Rb: bijstand bij Chavez-zaak vanaf datum aanvraag, geen 3mnd wachttijd

De aanvraag van verzoekster om een bijstandsuitkering is afgewezen omdat zij volgens verweerder nog geen 3 maanden in NL is en art. 24 Richtlijn 2004/38 niet verplicht om gedurende de eerste drie maanden van verblijf bijstand toe te kennen aan een (gezinslid) van een Unieburger. Verzoekster heeft de Marokkaanse nationaliteit en heeft zich met haar twee minderjarige kinderen die de Nederlandse nationaliteit hebben in Nederland gevestigd. Op 25 januari 2021 heeft zij een aanvraag ingediend o.g.v. het arrest Chavez-Vilchez.
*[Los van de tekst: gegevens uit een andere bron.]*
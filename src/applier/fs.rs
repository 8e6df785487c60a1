//! Filesystem applier.
//!
//! Staged versions live under `<store_dir>/<name>/<version>-<digest>`; the
//! live version of each package is a symlink at its install path. Cutover
//! replaces that symlink with a single `rename`, so readers see either the
//! old or the new version. The live set is recorded in
//! `<store_dir>/.live.json`.

use std::collections::{BTreeMap, HashMap, HashSet};
use std::io::ErrorKind;
use std::path::{Path, PathBuf};

use async_trait::async_trait;
use tokio::sync::Mutex;
use tracing::{debug, info, instrument, warn};

use super::{Applier, ApplyError, JobState, Package, PackageSource, ProcessSupervisor};

const PREPARED_MARKER: &str = ".prepared";
const BLOB_FILE: &str = "blob";
const STATE_FILE: &str = ".live.json";

/// Directories used by the filesystem applier.
#[derive(Debug, Clone, PartialEq, Eq)]
pub struct ApplierSettings {
    /// Root of staged package versions and the live-set record.
    pub store_dir: PathBuf,
    /// Default parent of install links.
    pub live_dir: PathBuf,
}

type LiveSet = BTreeMap<String, Package>;

/// Applier that stages packages on disk and exposes them through symlinks.
///
/// Every operation holds the live-set lock for its whole duration, so
/// prepares, cutovers and prunes never interleave.
pub struct FsApplier<S, P> {
    settings: ApplierSettings,
    source: S,
    supervisor: P,
    live: Mutex<LiveSet>,
}

impl<S: PackageSource, P: ProcessSupervisor> FsApplier<S, P> {
    /// Open the store, loading the recorded live set.
    pub async fn open(
        settings: ApplierSettings,
        source: S,
        supervisor: P,
    ) -> Result<Self, ApplyError> {
        tokio::fs::create_dir_all(&settings.store_dir)
            .await
            .map_err(|e| ApplyError::io("creating", &settings.store_dir, e))?;

        let live = load_state(&settings.store_dir.join(STATE_FILE)).await?;
        info!(
            store = %settings.store_dir.display(),
            live = live.len(),
            "Opened package store"
        );

        Ok(Self {
            settings,
            source,
            supervisor,
            live: Mutex::new(live),
        })
    }

    fn staged_dir(&self, pkg: &Package) -> PathBuf {
        let hex = pkg.digest.strongest().hex();
        let short = &hex[..hex.len().min(16)];
        self.settings
            .store_dir
            .join(&pkg.name)
            .join(format!("{}-{short}", pkg.version))
    }

    fn install_path(&self, pkg: &Package) -> PathBuf {
        pkg.install_path
            .clone()
            .unwrap_or_else(|| self.settings.live_dir.join(&pkg.name))
    }

    async fn is_prepared(&self, pkg: &Package) -> bool {
        tokio::fs::try_exists(self.staged_dir(pkg).join(PREPARED_MARKER))
            .await
            .unwrap_or(false)
    }

    async fn persist(&self, live: &LiveSet) -> Result<(), ApplyError> {
        let bytes = serde_json::to_vec_pretty(live).map_err(|e| ApplyError::State(e.to_string()))?;
        write_atomic(&self.settings.store_dir.join(STATE_FILE), &bytes).await
    }

    async fn stop_job(&self, job: &str) -> Result<(), ApplyError> {
        let state = self
            .supervisor
            .status(job)
            .await
            .map_err(|e| supervisor_error(job, &e))?;
        if state == JobState::Running {
            debug!(job, "Stopping job");
            self.supervisor
                .stop(job)
                .await
                .map_err(|e| supervisor_error(job, &e))?;
        }
        Ok(())
    }

    /// Link `pkg` live, record it and start its job.
    async fn switch(&self, pkg: &Package, live: &mut LiveSet) -> Result<(), ApplyError> {
        swap_link(&self.install_path(pkg), &self.staged_dir(pkg)).await?;
        live.insert(pkg.name.clone(), pkg.clone());
        self.persist(live).await?;

        if let Some(job) = &pkg.job {
            self.supervisor
                .start(job)
                .await
                .map_err(|e| supervisor_error(job, &e))?;
        }
        Ok(())
    }

    /// Undo a failed `switch` of `pkg`, putting `previous` back.
    ///
    /// Runs after an error is already being reported, so its own failures are
    /// logged rather than returned.
    async fn restore(&self, previous: Option<&Package>, pkg: &Package, live: &mut LiveSet) {
        let link = self.install_path(pkg);
        let previous_job = previous.and_then(|p| p.job.as_deref());

        if let Some(job) = pkg.job.as_deref().filter(|job| Some(*job) != previous_job) {
            if let Err(e) = self.stop_job(job).await {
                warn!(job, error = %e, "Failed to stop job of abandoned version");
            }
        }

        let relinked = match previous {
            Some(prev) => {
                let prev_link = self.install_path(prev);
                let result = swap_link(&prev_link, &self.staged_dir(prev)).await;
                if result.is_ok() && prev_link != link {
                    if let Err(e) = remove_link(&link).await {
                        warn!(error = %e, "Failed to remove abandoned link");
                    }
                }
                live.insert(prev.name.clone(), prev.clone());
                result
            }
            None => {
                live.remove(&pkg.name);
                remove_link(&link).await
            }
        };
        if let Err(e) = relinked {
            warn!(package = %pkg.name, error = %e, "Failed to restore previous link");
        }
        if let Err(e) = self.persist(live).await {
            warn!(package = %pkg.name, error = %e, "Failed to record restored live set");
        }

        if let Some(job) = previous_job {
            if let Err(e) = self.supervisor.restart(job).await {
                warn!(job, error = %e, "Failed to restart previous job");
            }
        }
    }

    /// Stop, unlink and delete a live package.
    async fn remove(&self, pkg: &Package) -> Result<(), ApplyError> {
        if let Some(job) = &pkg.job {
            self.stop_job(job).await?;
        }
        remove_link(&self.install_path(pkg)).await?;
        remove_dir_if_exists(&self.settings.store_dir.join(&pkg.name)).await
    }

    /// Delete staged versions of `name` other than those in `keep`.
    async fn prune_staged(&self, name: &str, keep: &HashSet<PathBuf>) -> Result<(), ApplyError> {
        let dir = self.settings.store_dir.join(name);
        let mut entries = match tokio::fs::read_dir(&dir).await {
            Ok(entries) => entries,
            Err(e) if e.kind() == ErrorKind::NotFound => return Ok(()),
            Err(e) => return Err(ApplyError::io("reading", &dir, e)),
        };

        while let Some(entry) = entries
            .next_entry()
            .await
            .map_err(|e| ApplyError::io("reading", &dir, e))?
        {
            let path = entry.path();
            let is_dir = entry.file_type().await.is_ok_and(|t| t.is_dir());
            let hidden = entry.file_name().to_string_lossy().starts_with('.');
            // Hidden entries belong to an unfinished prepare, which cleans them up.
            if !is_dir || hidden || keep.contains(&path) {
                continue;
            }
            remove_dir_if_exists(&path).await?;
            debug!(path = %path.display(), "Removed superseded version");
        }
        Ok(())
    }
}

#[async_trait]
impl<S: PackageSource, P: ProcessSupervisor> Applier for FsApplier<S, P> {
    #[instrument(skip(self, pkg), fields(package = %pkg.name, version = %pkg.version))]
    async fn prepare(&self, pkg: &Package) -> Result<(), ApplyError> {
        pkg.validate()?;
        let _live = self.live.lock().await;

        if self.is_prepared(pkg).await {
            debug!("Already prepared");
            return Ok(());
        }

        let bytes = self
            .source
            .fetch(pkg)
            .await
            .map_err(|e| ApplyError::Source {
                name: pkg.name.clone(),
                message: format!("{e:#}"),
            })?;
        pkg.digest.verify(&bytes).map_err(|source| ApplyError::Digest {
            name: pkg.name.clone(),
            source,
        })?;

        let dir = self.staged_dir(pkg);
        let tmp = sibling(&dir, "tmp");
        // Leftovers of an interrupted prepare; never live without a marker.
        remove_dir_if_exists(&tmp).await?;
        remove_dir_if_exists(&dir).await?;

        tokio::fs::create_dir_all(&tmp)
            .await
            .map_err(|e| ApplyError::io("creating", &tmp, e))?;
        let blob = tmp.join(BLOB_FILE);
        tokio::fs::write(&blob, &bytes)
            .await
            .map_err(|e| ApplyError::io("writing", &blob, e))?;
        let manifest =
            serde_json::to_vec_pretty(pkg).map_err(|e| ApplyError::State(e.to_string()))?;
        let marker = tmp.join(PREPARED_MARKER);
        tokio::fs::write(&marker, manifest)
            .await
            .map_err(|e| ApplyError::io("writing", &marker, e))?;
        tokio::fs::rename(&tmp, &dir)
            .await
            .map_err(|e| ApplyError::io("renaming", &tmp, e))?;

        info!(path = %dir.display(), bytes = bytes.len(), "Prepared package");
        Ok(())
    }

    #[instrument(skip(self, pkg), fields(package = %pkg.name, version = %pkg.version))]
    async fn apply(&self, pkg: &Package) -> Result<(), ApplyError> {
        pkg.validate()?;
        let mut live = self.live.lock().await;

        if !self.is_prepared(pkg).await {
            return Err(ApplyError::NotPrepared {
                name: pkg.name.clone(),
                version: pkg.version.clone(),
            });
        }
        if live.get(&pkg.name) == Some(pkg) {
            debug!("Already live");
            return Ok(());
        }

        let previous = live.get(&pkg.name).cloned();
        if let Some(job) = previous.as_ref().and_then(|p| p.job.as_deref()) {
            self.stop_job(job).await?;
        }

        if let Err(e) = self.switch(pkg, &mut live).await {
            warn!(error = %e, "Cutover failed, restoring previous version");
            self.restore(previous.as_ref(), pkg, &mut live).await;
            return Err(e);
        }

        if let Some(prev) = &previous {
            let old_link = self.install_path(prev);
            if old_link != self.install_path(pkg) {
                if let Err(e) = remove_link(&old_link).await {
                    warn!(error = %e, "Failed to remove superseded link");
                }
            }
        }

        info!(
            previous = previous.as_ref().map(|p| p.version.as_str()),
            "Package is live"
        );
        Ok(())
    }

    #[instrument(skip(self, pkgs), fields(keep = pkgs.len()))]
    async fn keep_only(&self, pkgs: &[Package]) -> Result<(), ApplyError> {
        for pkg in pkgs {
            pkg.validate()?;
        }
        let mut live = self.live.lock().await;

        // Per kept name: the staged versions that survive, i.e. the kept
        // version and the live one.
        let mut keep: HashMap<&str, HashSet<PathBuf>> = HashMap::new();
        for pkg in pkgs {
            keep.entry(pkg.name.as_str())
                .or_default()
                .insert(self.staged_dir(pkg));
        }
        for pkg in live.values() {
            if let Some(dirs) = keep.get_mut(pkg.name.as_str()) {
                dirs.insert(self.staged_dir(pkg));
            }
        }

        let mut failures = Vec::new();
        for (name, dirs) in &keep {
            if let Err(e) = self.prune_staged(name, dirs).await {
                warn!(package = %name, error = %e, "Failed to remove superseded versions");
                failures.push(format!("{name}: {e}"));
            }
        }

        let doomed: Vec<Package> = live
            .values()
            .filter(|p| !keep.contains_key(p.name.as_str()))
            .cloned()
            .collect();
        for pkg in &doomed {
            match self.remove(pkg).await {
                Ok(()) => {
                    live.remove(&pkg.name);
                    info!(package = %pkg.name, version = %pkg.version, "Removed package");
                }
                Err(e) => {
                    warn!(package = %pkg.name, error = %e, "Failed to remove package");
                    failures.push(format!("{}: {e}", pkg.name));
                }
            }
        }
        if !doomed.is_empty() {
            self.persist(&live).await?;
        }

        if failures.is_empty() {
            Ok(())
        } else {
            Err(ApplyError::Prune(failures))
        }
    }

    async fn live(&self) -> Result<Vec<Package>, ApplyError> {
        Ok(self.live.lock().await.values().cloned().collect())
    }
}

fn supervisor_error(job: &str, err: &anyhow::Error) -> ApplyError {
    ApplyError::Supervisor {
        job: job.to_string(),
        message: format!("{err:#}"),
    }
}

/// Hidden sibling of `path` used for write-then-rename.
fn sibling(path: &Path, suffix: &str) -> PathBuf {
    let name = path
        .file_name()
        .map(|n| n.to_string_lossy().into_owned())
        .unwrap_or_default();
    path.with_file_name(format!(".{name}.{suffix}"))
}

async fn load_state(path: &Path) -> Result<LiveSet, ApplyError> {
    match tokio::fs::read(path).await {
        Ok(bytes) => serde_json::from_slice(&bytes)
            .map_err(|e| ApplyError::State(format!("parsing {}: {e}", path.display()))),
        Err(e) if e.kind() == ErrorKind::NotFound => Ok(LiveSet::new()),
        Err(e) => Err(ApplyError::io("reading", path, e)),
    }
}

async fn write_atomic(path: &Path, bytes: &[u8]) -> Result<(), ApplyError> {
    let tmp = sibling(path, "tmp");
    tokio::fs::write(&tmp, bytes)
        .await
        .map_err(|e| ApplyError::io("writing", &tmp, e))?;
    tokio::fs::rename(&tmp, path)
        .await
        .map_err(|e| ApplyError::io("renaming", &tmp, e))
}

/// Atomically point the symlink at `link` to `target`.
async fn swap_link(link: &Path, target: &Path) -> Result<(), ApplyError> {
    if let Some(parent) = link.parent() {
        tokio::fs::create_dir_all(parent)
            .await
            .map_err(|e| ApplyError::io("creating", parent, e))?;
    }

    let tmp = sibling(link, "new");
    remove_link(&tmp).await?;
    tokio::fs::symlink(target, &tmp)
        .await
        .map_err(|e| ApplyError::io("linking", &tmp, e))?;
    tokio::fs::rename(&tmp, link)
        .await
        .map_err(|e| ApplyError::io("replacing", link, e))
}

async fn remove_link(path: &Path) -> Result<(), ApplyError> {
    match tokio::fs::remove_file(path).await {
        Err(e) if e.kind() != ErrorKind::NotFound => Err(ApplyError::io("removing", path, e)),
        _ => Ok(()),
    }
}

async fn remove_dir_if_exists(path: &Path) -> Result<(), ApplyError> {
    match tokio::fs::remove_dir_all(path).await {
        Err(e) if e.kind() != ErrorKind::NotFound => Err(ApplyError::io("removing", path, e)),
        _ => Ok(()),
    }
}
Verweerder wordt niet gevolgd in zijn betoog dat Richtlijn 2004/38 op verzoekster van toepassing is. Deze Richtlijn is van toepassing op EU-burgers die zich naar een ander EU-land, het gastland, begeven dan wel daar verblijven. Verzoekster is, zo is ter zitting gebleken, in januari 2021 vanuit Marokko naar Nederland gekomen. De Richtlijn is dan ook niet op verzoekster en haar kinderen van toepassing.
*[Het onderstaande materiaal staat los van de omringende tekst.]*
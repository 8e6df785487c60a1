//! HTTP transport speaking the agent's JSON protocol.
//!
//! Every call is a `POST {endpoint}/agent`. Submissions and status queries
//! carry separate connection-level retry policies: submissions use a short
//! one, `get_task` polls a long one.

use std::time::Duration;

use async_trait::async_trait;
use serde_json::{json, Value};
use tracing::{debug, instrument, warn};

use super::protocol::{self, AgentRequest, RawResponse, TaskHandle, TaskStatus, GET_TASK_METHOD};
use super::Transport;
use crate::error::TransportError;

/// Connection-level retry policy for one kind of request.
#[derive(Debug, Clone, Copy, PartialEq, Eq)]
pub struct RetryPolicy {
    /// Total attempts, including the first one. Zero is treated as one.
    pub attempts: u32,
    /// Pause between attempts.
    pub delay: Duration,
}

impl RetryPolicy {
    pub const fn new(attempts: u32, delay: Duration) -> Self {
        Self { attempts, delay }
    }

    /// A single attempt with no retry.
    pub const fn once() -> Self {
        Self::new(1, Duration::ZERO)
    }
}

/// Transport that talks to the agent over HTTP.
#[derive(Debug, Clone)]
pub struct HttpTransport {
    client: reqwest::Client,
    url: String,
    reply_to: String,
    submit_retry: RetryPolicy,
    poll_retry: RetryPolicy,
}

impl HttpTransport {
    /// Create a transport for `endpoint`, identifying replies with `reply_to`.
    pub fn new(endpoint: &str, reply_to: &str, timeout: Duration) -> Result<Self, TransportError> {
        let client = reqwest::Client::builder().timeout(timeout).build()?;
        Ok(Self {
            client,
            url: format!("{}/agent", endpoint.trim_end_matches('/')),
            reply_to: reply_to.to_string(),
            submit_retry: RetryPolicy::once(),
            poll_retry: RetryPolicy::once(),
        })
    }

    /// Retry policy for task submissions.
    #[must_use]
    pub fn with_submit_retry(mut self, policy: RetryPolicy) -> Self {
        self.submit_retry = policy;
        self
    }

    /// Retry policy for `get_task` status queries.
    #[must_use]
    pub fn with_poll_retry(mut self, policy: RetryPolicy) -> Self {
        self.poll_retry = policy;
        self
    }

    /// Send one request, retrying retryable failures per `policy`.
    async fn send(
        &self,
        method: &str,
        arguments: Vec<Value>,
        policy: RetryPolicy,
    ) -> Result<RawResponse, TransportError> {
        let req = AgentRequest {
            method: method.to_string(),
            arguments,
            reply_to: self.reply_to.clone(),
        };

        let attempts = policy.attempts.max(1);
        let mut attempt = 1;
        loop {
            match self.send_once(&req).await {
                Ok(reply) => return Ok(reply),
                Err(e) if e.is_retryable() && attempt < attempts => {
                    debug!(method, attempt, error = %e, "Retrying agent request");
                    tokio::time::sleep(policy.delay).await;
                    attempt += 1;
                }
                Err(e) => {
                    if e.is_retryable() {
                        warn!(method, attempts, error = %e, "Agent request failed");
                    }
                    return Err(e);
                }
            }
        }
    }

    async fn send_once(&self, req: &AgentRequest) -> Result<RawResponse, TransportError> {
        let resp = self.client.post(&self.url).json(req).send().await?;

        let status = resp.status();
        if !status.is_success() {
            let body = resp.text().await.unwrap_or_default();
            return Err(TransportError::Status {
                status: status.as_u16(),
                body,
            });
        }

        let body = resp.text().await?;
        serde_json::from_str(&body).map_err(|_| TransportError::Protocol {
            expected: "reply envelope",
            actual: body,
        })
    }
}

#[async_trait]
impl Transport for HttpTransport {
    #[instrument(skip(self, arguments), fields(url = %self.url))]
    async fn submit(
        &self,
        method: &str,
        arguments: &[Value],
    ) -> Result<TaskHandle, TransportError> {
        let reply = self
            .send(method, arguments.to_vec(), self.submit_retry)
            .await?;

        if let Some(exception) = reply.exception {
            return Err(TransportError::Rejected(exception.message));
        }

        let handle = protocol::task_handle(&reply.value).ok_or_else(|| TransportError::Protocol {
            expected: "task reference",
            actual: reply.value.to_string(),
        })?;
        debug!(task_id = %handle, "Task submitted");
        Ok(handle)
    }

    #[instrument(skip(self), fields(url = %self.url, task_id = %handle))]
    async fn query_status(&self, handle: &TaskHandle) -> Result<TaskStatus, TransportError> {
        let reply = self
            .send(GET_TASK_METHOD, vec![json!(handle.as_str())], self.poll_retry)
            .await?;
        Ok(protocol::task_status(reply))
    }
}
Vovo toegewezen: Verweerder dient met ingang van de datum van het vovo-verzoek aan verzoekster voorschotten toe te kennen naar de voor haar geldende norm, waarbij rekening moet worden gehouden met het feit dat zij inwoont bij familie en zij (mogelijk) als kostendeler moet worden aangemerkt. Verweerder kan de voorschotten ook in de vorm van een lening verstrekken.